Datasets🔗

foundational type of Structured APIs and strictly JVM language feature that work only in Scala or Java.
using datasets we define objects that each row in Dataset consist of. In Scala this will be a case class object that essentially defines a schema that you can use, and in Java, you will define a Bean.
To efficiently support domain-specific objects, a special concept called an “Encoder” is required. The encoder maps the domain-specific type T to Spark’s internal type system.

When to Use Datasets🔗

since Datasets are costly and come with performance penalty, then why use them at all ? Reasons to use :
- When the operation(s) cannot be expressed using DataFrame Manipulations
- When we want or need type-safety, and willing to trade performance for it
e.g. A large set of business logic that needs to encoded in one specific function
Another use it to reuse a variety of transformations of entire rows between single-node workloads and Spark workloads

Creating Datasets🔗

manual operation, requires prior knowledge of schema ahead of time

In Java: Encoders🔗

import org.apache.spark.sql.Encoders;

public class Flight implements Serializable{
  String DEST_COUNTRY_NAME;
  String ORIGIN_COUNTRY_NAME;
  Long DEST_COUNTRY_NAME;
}

Dataset<Flight> flights = spark.read
  .parquet("/data/flight-data/parquet/2010-summary.parquet/")
  .as(Encoders.bean(Flight.class));

In Scala : Case Classes🔗

case class is a regular class with characterstics
- immutable
- Decomposable through pattern matching
- allows for comparison based on structure instead of reference
- easy to use and manipulate

case class Flight(DEST_COUNTRY_NAME: String,
                  ORIGIN_COUNTRY_NAME: String, count: BigInt)

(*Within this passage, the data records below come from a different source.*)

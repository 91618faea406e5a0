//! # edgequake-docx2md
//!
//! Convert Word (DOCX) documents to clean Markdown, served over HTTP
//! or run from the CLI or as a library.
//!
//! ## Why this crate?
//!
//! A Word file turned into Markdown by a plain converter is full of print
//! furniture: the generated table of contents with its anchor links and
//! dotted leaders, page numbers, "5 min read" banners, headings bolded by
//! hand. This crate delegates the binary parsing to `docx-rs` and owns only
//! the thin layer around it: payload decoding, Markdown cleanup, a title
//! heuristic, and the JSON envelope of the HTTP endpoint.
//!
//! ## Pipeline Overview
//!
//! ```text
//! {"docx": "<base64>"}
//!  │
//!  ├─ 1. Decode   base64 → bytes (whitespace, data-URI and padding tolerant)
//!  ├─ 2. Convert  docx-rs reader → raw Markdown (spawn_blocking)
//!  ├─ 3. Polish   9 ordered cleanup rules, re-applied until stable
//!  ├─ 4. Title    first H1, else first short non-sentence line
//!  └─ 5. Output   {success, markdown, title, imageCount}
//! ```
//!
//! ## Quick Start
//!
//! ```rust,no_run
//! use edgequake_docx2md::{convert_bytes, ConversionConfig, DocxConverter};
//! use std::sync::Arc;
//!
//! #[tokio::main]
//! async fn main() -> Result<(), Box<dyn std::error::Error>> {
//!     let bytes = std::fs::read("report.docx")?;
//!     let output = convert_bytes(bytes, Arc::new(DocxConverter::new()), &ConversionConfig::default()).await?;
//!     println!("# {}\n\n{}", output.title, output.markdown);
//!     Ok(())
//! }
//! ```
//!
//! ## Feature Flags
//!
//! | Feature | Default | Description |
//! |---------|---------|-------------|
//! | `cli`   | on      | Enables the `docx2md` binary (clap + anyhow + tracing-subscriber) |

// ── Modules ──────────────────────────────────────────────────────────────

pub mod config;
pub mod convert;
pub mod error;
pub mod output;
pub mod pipeline;
pub mod server;

// ── Re-exports ───────────────────────────────────────────────────────────

pub use config::{ConversionConfig, ConversionConfigBuilder, ServiceConfig};
pub use convert::{convert_base64, convert_bytes};
pub use error::Docx2MdError;
pub use output::{ConversionOutput, ConversionStats};
pub use pipeline::docx::{DocumentConverter, DocumentFormat, DocxConverter};
pub use pipeline::postprocess::clean_markdown;
pub use pipeline::title::extract_title;
pub use server::{build_router, serve, AppState};
//! Conversion result types.

use serde::{Deserialize, Serialize};

/// The result of converting one document.
#[derive(Debug, Clone, PartialEq, Eq, Serialize, Deserialize)]
#[serde(rename_all = "camelCase")]
pub struct ConversionOutput {
    /// Cleaned Markdown.
    pub markdown: String,
    /// Heuristically extracted title; empty when nothing looked like one.
    pub title: String,
    /// Number of `![` image markers in `markdown`.
    pub image_count: usize,
    /// Timing and size diagnostics.
    pub stats: ConversionStats,
}

/// Size and timing figures for one conversion.
#[derive(Debug, Clone, Default, PartialEq, Eq, Serialize, Deserialize)]
#[serde(rename_all = "camelCase")]
pub struct ConversionStats {
    /// Size of the decoded document in bytes.
    pub input_bytes: usize,
    /// Characters produced by the converter, before cleanup.
    pub raw_markdown_chars: usize,
    /// Characters in the final Markdown.
    pub markdown_chars: usize,
    /// Wall-clock time spent converting and cleaning.
    pub duration_ms: u64,
}

/// Count Markdown image markers.
pub fn count_images(markdown: &str) -> usize {
    markdown.matches("![").count()
}
//! Conversion entry points.
//!
//! [`convert_bytes`] is the core: converter → cleaner → title extractor →
//! image count. [`convert_base64`] adds payload decoding in front of it and
//! is what the HTTP handler calls.
//!
//! Converters are synchronous and CPU-bound, so both functions move the
//! converter call onto tokio's blocking pool; a panic inside the converter
//! surfaces as [`Docx2MdError::Unknown`] instead of tearing down the worker.

use crate::config::ConversionConfig;
use crate::error::Docx2MdError;
use crate::output::{count_images, ConversionOutput, ConversionStats};
use crate::pipeline::docx::{DocumentConverter, DocumentFormat};
use crate::pipeline::{decode, postprocess, title};
use std::sync::Arc;
use std::time::Instant;
use tracing::{debug, info};

/// Convert a base64-encoded DOCX payload to Markdown.
pub async fn convert_base64(
    payload: &str,
    converter: Arc<dyn DocumentConverter>,
    config: &ConversionConfig,
) -> Result<ConversionOutput, Docx2MdError> {
    let bytes = decode::decode_payload(payload)?;
    convert_bytes(bytes, converter, config).await
}

/// Convert DOCX bytes to Markdown.
///
/// # Errors
/// - [`Docx2MdError::Conversion`] if the converter rejects the bytes
/// - [`Docx2MdError::Unknown`] if the converter task panicked
pub async fn convert_bytes(
    bytes: Vec<u8>,
    converter: Arc<dyn DocumentConverter>,
    config: &ConversionConfig,
) -> Result<ConversionOutput, Docx2MdError> {
    let start = Instant::now();
    let input_bytes = bytes.len();
    info!("Starting conversion: {} bytes", input_bytes);

    // ── Step 1: External converter ───────────────────────────────────────
    let raw = tokio::task::spawn_blocking(move || converter.convert(&bytes, DocumentFormat::Docx))
        .await
        .map_err(|e| Docx2MdError::Unknown(format!("converter task failed: {e}")))??;
    debug!("Converter produced {} chars", raw.len());

    // ── Step 2: Clean up + extract title ─────────────────────────────────
    let output = finish(&raw, config);

    let stats = ConversionStats {
        input_bytes,
        raw_markdown_chars: raw.chars().count(),
        markdown_chars: output.markdown.chars().count(),
        duration_ms: start.elapsed().as_millis() as u64,
    };

    info!(
        "Conversion complete: {} chars, title {:?}, {} images, {}ms",
        stats.markdown_chars,
        output.title,
        output.image_count,
        stats.duration_ms
    );

    Ok(ConversionOutput { stats, ..output })
}

/// Post-converter steps; pure and synchronous.
fn finish(raw: &str, config: &ConversionConfig) -> ConversionOutput {
    let mut markdown = postprocess::clean_markdown(raw);
    let found = title::find_title(&markdown, config.title_scan_lines);

    if config.strip_title_line {
        if let Some(ref m) = found {
            markdown = markdown
                .lines()
                .skip(m.line_index + 1)
                .collect::<Vec<_>>()
                .join("\n")
                .trim()
                .to_string();
        }
    }

    let image_count = count_images(&markdown);
    ConversionOutput {
        markdown,
        title: found.map(|m| m.title).unwrap_or_default(),
        image_count,
        stats: ConversionStats::default(),
    }
}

val flightsDF = spark.read
  .parquet("/data/flight-data/parquet/2010-summary.parquet/")
val flights = flightsDF.as[Flight]

Actions🔗

It is important to understand actions like collect, take and count apply to whether we are using Datasets or DataFrames

flights.show(2)

+-----------------+-------------------+-----+
|DEST_COUNTRY_NAME|ORIGIN_COUNTRY_NAME|count|
+-----------------+-------------------+-----+
|    United States|            Romania|    1|
|    United States|            Ireland|  264|
+-----------------+-------------------+-----+

Transformations🔗

transformations are similar to a dataframe.

Filtering🔗

def originIsDestination(flight_row: Flight): Boolean = {
  return flight_row.ORIGIN_COUNTRY_NAME == flight_row.DEST_COUNTRY_NAME
}

flights.filter(flight_row => originIsDestination(flight_row)).first()

Mapping🔗

// manipulate our dataset to extract one value from each row
// effectively similar to select on DataFrame

val destinations = flights.map(f => f.DEST_COUNTRY_NAME)    // Dataset of Type String

Joins🔗

joins are also similar, but dataset also provide more sophisticated method joinWith
joinWith is roughly equal to a co-group (in RDD terminology), basically nested Datasets inside of one.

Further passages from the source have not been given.